*** Begin section ***

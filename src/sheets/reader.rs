//! Read router: named read actions over the published sheets.
//!
//! Single entry point (`dispatch`) for the enumerated read-only actions.
//! Every branch answers with the uniform `{success, error?, ...}` envelope;
//! fetch, parse, and mapping failures are caught here and never escape as
//! errors. Composite actions fetch their sheets concurrently and fail as a
//! whole if any fetch fails, except the admin composite which resolves the
//! society first and short-circuits.

use std::collections::HashSet;

use anyhow::{anyhow, Result};
use serde::{Deserialize, Serialize};
use tracing::{debug, warn};

use crate::api::ApiClient;
use crate::cache::SocietyCache;
use crate::config::SheetTab;
use crate::csv;
use crate::models::{Course, Outing, Player, Score, Society};
use crate::utils::format::normalize_name;

use super::mapper::{self, CoercionWarning, ScoreQuery, DEFAULT_SCORE_LIMIT};

/// The read-only actions the router serves.
#[derive(Debug, Clone, Copy, PartialEq, Eq)]
pub enum ReadAction {
    GetAllSocieties,
    GetSociety,
    GetPlayers,
    GetOutings,
    GetCourses,
    GetSocietyAdminData,
    GetScorecardData,
    LoadScores,
}

impl ReadAction {
    pub fn parse(action: &str) -> Option<Self> {
        match action {
            "getAllSocieties" => Some(Self::GetAllSocieties),
            "getSociety" => Some(Self::GetSociety),
            "getPlayers" => Some(Self::GetPlayers),
            "getOutings" => Some(Self::GetOutings),
            "getCourses" => Some(Self::GetCourses),
            "getSocietyAdminData" => Some(Self::GetSocietyAdminData),
            "getScorecardData" => Some(Self::GetScorecardData),
            "loadScores" => Some(Self::LoadScores),
            _ => None,
        }
    }
}

/// A read request as it arrives from a page: an action name plus optional
/// tenant and score-query parameters.
#[derive(Debug, Clone, Default, Deserialize)]
pub struct ReadRequest {
    pub action: String,
    #[serde(rename = "societyId", default)]
    pub society_id: Option<String>,
    #[serde(rename = "playerName", default)]
    pub player_name: Option<String>,
    #[serde(default)]
    pub course: Option<String>,
    #[serde(default)]
    pub limit: Option<usize>,
}

/// The uniform response envelope. Exactly the entity lists for the
/// dispatched action are present; on failure only `error` is set.
#[derive(Debug, Default, Serialize)]
pub struct ReadResponse {
    pub success: bool,
    #[serde(skip_serializing_if = "Option::is_none")]
    pub error: Option<String>,
    #[serde(skip_serializing_if = "Option::is_none")]
    pub societies: Option<Vec<Society>>,
    #[serde(skip_serializing_if = "Option::is_none")]
    pub society: Option<Society>,
    #[serde(skip_serializing_if = "Option::is_none")]
    pub players: Option<Vec<Player>>,
    #[serde(skip_serializing_if = "Option::is_none")]
    pub outings: Option<Vec<Outing>>,
    #[serde(skip_serializing_if = "Option::is_none")]
    pub courses: Option<Vec<Course>>,
    #[serde(skip_serializing_if = "Option::is_none")]
    pub scores: Option<Vec<Score>>,
}

impl ReadResponse {
    pub fn failure(error: impl Into<String>) -> Self {
        Self {
            success: false,
            error: Some(error.into()),
            ..Default::default()
        }
    }
}

/// Routes read actions to the sheet mappers. Holds the HTTP client and the
/// optional society cache; construct one per page context with its
/// dependencies injected rather than sharing ambient state.
pub struct SheetsReader {
    client: ApiClient,
    society_cache: Option<SocietyCache>,
}

impl SheetsReader {
    pub fn new(client: ApiClient) -> Self {
        Self {
            client,
            society_cache: None,
        }
    }

    /// Enable the short-lived society cache (read-through on miss).
    pub fn with_society_cache(mut self, cache: SocietyCache) -> Self {
        self.society_cache = Some(cache);
        self
    }

    /// Dispatch one named read action. Never returns an error: anything
    /// that goes wrong becomes a `success: false` envelope.
    pub async fn dispatch(&self, request: &ReadRequest) -> ReadResponse {
        let Some(action) = ReadAction::parse(&request.action) else {
            return ReadResponse::failure(format!("Unknown read action: {}", request.action));
        };
        debug!(action = %request.action, "Dispatching read action");
        match self.dispatch_inner(action, request).await {
            Ok(response) => response,
            Err(e) => {
                warn!(action = %request.action, error = %e, "Read action failed");
                ReadResponse::failure(e.to_string())
            }
        }
    }

    async fn dispatch_inner(&self, action: ReadAction, request: &ReadRequest) -> Result<ReadResponse> {
        match action {
            ReadAction::GetAllSocieties => Ok(ReadResponse {
                success: true,
                societies: Some(self.get_all_societies().await?),
                ..Default::default()
            }),
            ReadAction::GetCourses => Ok(ReadResponse {
                success: true,
                courses: Some(self.get_courses().await?),
                ..Default::default()
            }),
            ReadAction::GetSociety => {
                let sid = required_society_id(request)?;
                Ok(ReadResponse {
                    success: true,
                    society: Some(self.get_society(sid).await?),
                    ..Default::default()
                })
            }
            ReadAction::GetPlayers => {
                let sid = required_society_id(request)?;
                Ok(ReadResponse {
                    success: true,
                    players: Some(self.get_players(sid).await?),
                    ..Default::default()
                })
            }
            ReadAction::GetOutings => {
                let sid = required_society_id(request)?;
                Ok(ReadResponse {
                    success: true,
                    outings: Some(self.get_outings(sid).await?),
                    ..Default::default()
                })
            }
            ReadAction::GetSocietyAdminData => {
                let sid = required_society_id(request)?;
                let (society, players, outings) = self.get_society_admin_data(sid).await?;
                Ok(ReadResponse {
                    success: true,
                    society: Some(society),
                    players: Some(players),
                    outings: Some(outings),
                    ..Default::default()
                })
            }
            ReadAction::GetScorecardData => {
                let sid = required_society_id(request)?;
                let (outings, courses, players) = self.get_scorecard_data(sid).await?;
                Ok(ReadResponse {
                    success: true,
                    outings: Some(outings),
                    courses: Some(courses),
                    players: Some(players),
                    ..Default::default()
                })
            }
            ReadAction::LoadScores => {
                let sid = request
                    .society_id
                    .as_deref()
                    .map(str::trim)
                    .filter(|s| !s.is_empty())
                    .ok_or_else(|| anyhow!("societyId is required"))?;
                let query = ScoreQuery {
                    player_name: request.player_name.as_deref(),
                    course: request.course.as_deref(),
                    limit: request.limit.filter(|&l| l > 0).unwrap_or(DEFAULT_SCORE_LIMIT),
                };
                Ok(ReadResponse {
                    success: true,
                    scores: Some(self.load_scores(sid, &query).await?),
                    ..Default::default()
                })
            }
        }
    }

    async fn sheet_rows(&self, tab: SheetTab) -> Result<Vec<Vec<String>>> {
        let text = self.client.fetch_sheet_csv(tab).await?;
        Ok(csv::parse(&text))
    }

    pub async fn get_all_societies(&self) -> Result<Vec<Society>> {
        let rows = self.sheet_rows(SheetTab::Societies).await?;
        let mapped = mapper::map_societies(&rows);
        log_warnings(SheetTab::Societies, &mapped.warnings);
        Ok(mapped.records)
    }

    /// One society by id, case-insensitively. Served from the cache when
    /// enabled and fresh; a miss fetches and populates it.
    pub async fn get_society(&self, society_id: &str) -> Result<Society> {
        if let Some(cache) = &self.society_cache {
            if let Some(society) = cache.get(society_id) {
                return Ok(society);
            }
        }

        let rows = self.sheet_rows(SheetTab::Societies).await?;
        let mapped = mapper::map_societies(&rows);
        log_warnings(SheetTab::Societies, &mapped.warnings);

        let society = mapped
            .records
            .into_iter()
            .find(|s| s.matches_id(society_id))
            .ok_or_else(|| anyhow!("Society not found: {society_id}"))?;

        if let Some(cache) = &self.society_cache {
            cache.put(&society);
        }
        Ok(society)
    }

    pub async fn get_players(&self, society_id: &str) -> Result<Vec<Player>> {
        let rows = self.sheet_rows(SheetTab::Players).await?;
        let mapped = mapper::map_players(&rows, society_id);
        log_warnings(SheetTab::Players, &mapped.warnings);
        Ok(mapped.records)
    }

    pub async fn get_outings(&self, society_id: &str) -> Result<Vec<Outing>> {
        let rows = self.sheet_rows(SheetTab::Outings).await?;
        let mapped = mapper::map_outings(&rows, society_id);
        log_warnings(SheetTab::Outings, &mapped.warnings);
        Ok(mapped.records)
    }

    pub async fn get_courses(&self) -> Result<Vec<Course>> {
        let rows = self.sheet_rows(SheetTab::Courses).await?;
        let mapped = mapper::map_courses(&rows);
        log_warnings(SheetTab::Courses, &mapped.warnings);
        Ok(mapped.records)
    }

    /// Admin composite: society plus its players and outings. The society
    /// lookup runs first; if it fails the other sheets are never fetched.
    pub async fn get_society_admin_data(
        &self,
        society_id: &str,
    ) -> Result<(Society, Vec<Player>, Vec<Outing>)> {
        let society = self.get_society(society_id).await?;
        let (players, outings) =
            tokio::join!(self.get_players(society_id), self.get_outings(society_id));
        Ok((society, players?, outings?))
    }

    /// Scorecard composite: outings, the courses those outings are played
    /// on, and players, fetched concurrently. A failure in any sheet fails
    /// the whole composite.
    pub async fn get_scorecard_data(
        &self,
        society_id: &str,
    ) -> Result<(Vec<Outing>, Vec<Course>, Vec<Player>)> {
        let (outings, courses, players) = tokio::join!(
            self.get_outings(society_id),
            self.get_courses(),
            self.get_players(society_id),
        );
        let outings = outings?;
        let courses = courses_for_outings(&outings, courses?);
        Ok((outings, courses, players?))
    }

    pub async fn load_scores(&self, society_id: &str, query: &ScoreQuery<'_>) -> Result<Vec<Score>> {
        let rows = self.sheet_rows(SheetTab::Scores).await?;
        let mapped = mapper::map_scores(&rows, society_id, query);
        log_warnings(SheetTab::Scores, &mapped.warnings);
        Ok(mapped.records)
    }
}

fn required_society_id(request: &ReadRequest) -> Result<&str> {
    request
        .society_id
        .as_deref()
        .map(str::trim)
        .filter(|s| !s.is_empty())
        .ok_or_else(|| anyhow!("Society ID is required"))
}

/// The scorecard join: keep only courses whose normalized name matches some
/// outing's course name for this society.
fn courses_for_outings(outings: &[Outing], courses: Vec<Course>) -> Vec<Course> {
    let wanted: HashSet<String> = outings
        .iter()
        .map(|o| normalize_name(&o.course_name))
        .filter(|n| !n.is_empty())
        .collect();
    courses
        .into_iter()
        .filter(|c| wanted.contains(&normalize_name(&c.course_name)))
        .collect()
}

fn log_warnings(tab: SheetTab, warnings: &[CoercionWarning]) {
    for warning in warnings {
        warn!(sheet = tab.name(), %warning, "Dirty sheet data");
    }
}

*** End section ***

## What to work on
Extract each line holding the word "warnings" from the records.

## Answer to the problem
        log_warnings(SheetTab::Societies, &mapped.warnings);
        log_warnings(SheetTab::Societies, &mapped.warnings);
        log_warnings(SheetTab::Players, &mapped.warnings);
        log_warnings(SheetTab::Outings, &mapped.warnings);
        log_warnings(SheetTab::Courses, &mapped.warnings);
        log_warnings(SheetTab::Scores, &mapped.warnings);
fn log_warnings(tab: SheetTab, warnings: &[CoercionWarning]) {
    for warning in warnings {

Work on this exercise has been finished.